Perlier products include the famous Natural Recipes line, with its Vanilla, White Almond and Honey flavors, as well as three facial treatment lines for all sensitive and oily and all skin types. Also, look for the Perlier makeup line later this year.
Kelemata offerings include soy-based facial treatment and Aquatherapy, as well as Eye Lab and Lip Lab.
Executives at the company declined to comment on a sales target for the store, but sources say that it could generate more than $500,000 in 2000.

STUDIO 500 AT FRED SEGAL ESSENTIALS: Fred Segal Essentials, the Santa Monica beauty emporium known for its vast assortment of hip products and high level of service, is expanding.
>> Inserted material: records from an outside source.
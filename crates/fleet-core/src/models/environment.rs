//! Environment entity with its classification predicates.

use serde::{Deserialize, Serialize};
use serde_json::{Value, json};

use crate::error::Result;
use crate::models::site::SiteRef;
use crate::models::workflow::Workflow;
use crate::session::Session;

/// The three fixed environment ids every site starts with, in canonical
/// order. Anything else is a multidev environment.
pub const DEFAULT_ENVIRONMENTS: [&str; 3] = ["dev", "test", "live"];

/// Upstream tracking data computed by the platform. The core never computes
/// this; it only consults it when filtering.
#[derive(Debug, Clone, Default, Serialize, Deserialize)]
pub struct UpstreamStatus {
    /// Number of upstream commits the environment's code is behind.
    #[serde(default)]
    pub behind: u64,
}

/// One environment of a site.
#[derive(Debug, Clone, Serialize, Deserialize)]
pub struct Environment {
    pub id: String,
    pub site: SiteRef,
    #[serde(default)]
    pub upstream: Option<UpstreamStatus>,
}

impl Environment {
    /// True for any dynamically created environment, i.e. any id other than
    /// `dev`, `test`, or `live`.
    pub fn is_multidev(&self) -> bool {
        !DEFAULT_ENVIRONMENTS.contains(&self.id.as_str())
    }

    /// True for `dev` and every multidev environment. `test` and `live` are
    /// deployment targets, not development environments.
    pub fn is_development(&self) -> bool {
        self.id == "dev" || self.is_multidev()
    }

    /// Whether the platform reports pending upstream commits for this
    /// environment.
    pub fn has_upstream_updates(&self) -> bool {
        self.upstream.as_ref().is_some_and(|u| u.behind > 0)
    }

    /// Submit the "apply upstream updates" workflow for this environment.
    ///
    /// Returns the workflow handle immediately; the remote operation runs
    /// asynchronously and is tracked by polling the handle.
    pub async fn apply_upstream_updates<S: Session>(
        &self,
        session: &S,
        updatedb: bool,
        accept_upstream: bool,
    ) -> Result<Workflow> {
        let params = json!({
            "updatedb": updatedb,
            "xoption": if accept_upstream { "theirs" } else { "mine" },
        });
        session
            .submit_workflow(&self.site.id, &self.id, "apply_upstream_updates", params)
            .await
    }

    /// JSON view used by listings and reports.
    pub fn serialize(&self) -> Value {
        json!({
            "id": self.id,
            "site": self.site.name,
            "multidev": self.is_multidev(),
            "development": self.is_development(),
            "upstream_updates": self.has_upstream_updates(),
        })
    }
}
//! Config store for loading and saving fleet.toml.

use std::path::{Path, PathBuf};

use anyhow::Context;

use super::FleetConfig;

/// Environment variables that override file-based configuration.
const HOST_VAR: &str = "FLEET_HOST";
const TOKEN_VAR: &str = "FLEET_MACHINE_TOKEN";

#[derive(Debug, Clone)]
pub struct ConfigStore {
    config_path: PathBuf,
}

impl ConfigStore {
    /// Store rooted at the user's config directory.
    pub fn from_default_location() -> anyhow::Result<Self> {
        let global_dir = dirs::config_dir()
            .ok_or_else(|| anyhow::anyhow!("Could not determine config directory"))?
            .join("fleet");
        Ok(Self::from_paths(global_dir))
    }

    /// Store rooted at an explicit directory (used by tests).
    pub fn from_paths(global_dir: PathBuf) -> Self {
        Self {
            config_path: global_dir.join("fleet.toml"),
        }
    }

    pub fn config_path(&self) -> &Path {
        &self.config_path
    }

    /// Load configuration. A missing file yields defaults; `FLEET_HOST` and
    /// `FLEET_MACHINE_TOKEN` override whatever the file says.
    pub fn load(&self) -> anyhow::Result<FleetConfig> {
        let mut config = if self.config_path.exists() {
            let content = std::fs::read_to_string(&self.config_path).with_context(|| {
                format!("Failed to read config file: {}", self.config_path.display())
            })?;
            toml::from_str(&content).with_context(|| {
                format!("Failed to parse config file: {}", self.config_path.display())
            })?
        } else {
            FleetConfig::default()
        };

        if let Ok(host) = std::env::var(HOST_VAR) {
            config.host = host;
        }
        if let Ok(token) = std::env::var(TOKEN_VAR) {
            config.machine_token = Some(token);
        }
        Ok(config)
    }

    pub fn save(&self, config: &FleetConfig) -> anyhow::Result<()> {
        let content =
            toml::to_string_pretty(config).context("Failed to serialize config to TOML")?;
        if let Some(parent) = self.config_path.parent() {
            std::fs::create_dir_all(parent).with_context(|| {
                format!("Failed to create config directory: {}", parent.display())
            })?;
        }
        std::fs::write(&self.config_path, content).with_context(|| {
            format!(
                "Failed to write config file: {}",
                self.config_path.display()
            )
        })?;
        Ok(())
    }
}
The store has added another 3,300 square feet of space that will be devoted to color cosmetics and makeup-oriented products. The lines available in the new area, called Studio 500, will include Nars, Stila, Make Up For Ever, Body & Soul, Laura Mercier, T. LeClerc, Urban Decay and Tony & Tina.
The products are merchandised in an open-sell set-up, and the area is staffed by professional makeup artists and estheticians. The team of makeup artists will carefully school customers in the “tools of the trade,” so that they can replicate their makeup at home.
Studio 500 will also have treatment rooms in the back, and a variety of services will be available, such as hand massage, foot reflexology, paraffin treatments, spa manicures and pedicures, eyebrow waxing and lash tinting.
The area will have an industrial feel.
At the same time that Studio 500 is being built out, the rest of the Fred Segal Essentials will be renovated.
The skin treatment area is being revamped and expanded, and new lines include Dr. Spiller, Sundari and Therapy Systems.
Robin Coe-Hutshing, owner and director of Fred Segal Essentials, said that with the expansion, beauty sales should spike between 30 percent and 35 percent.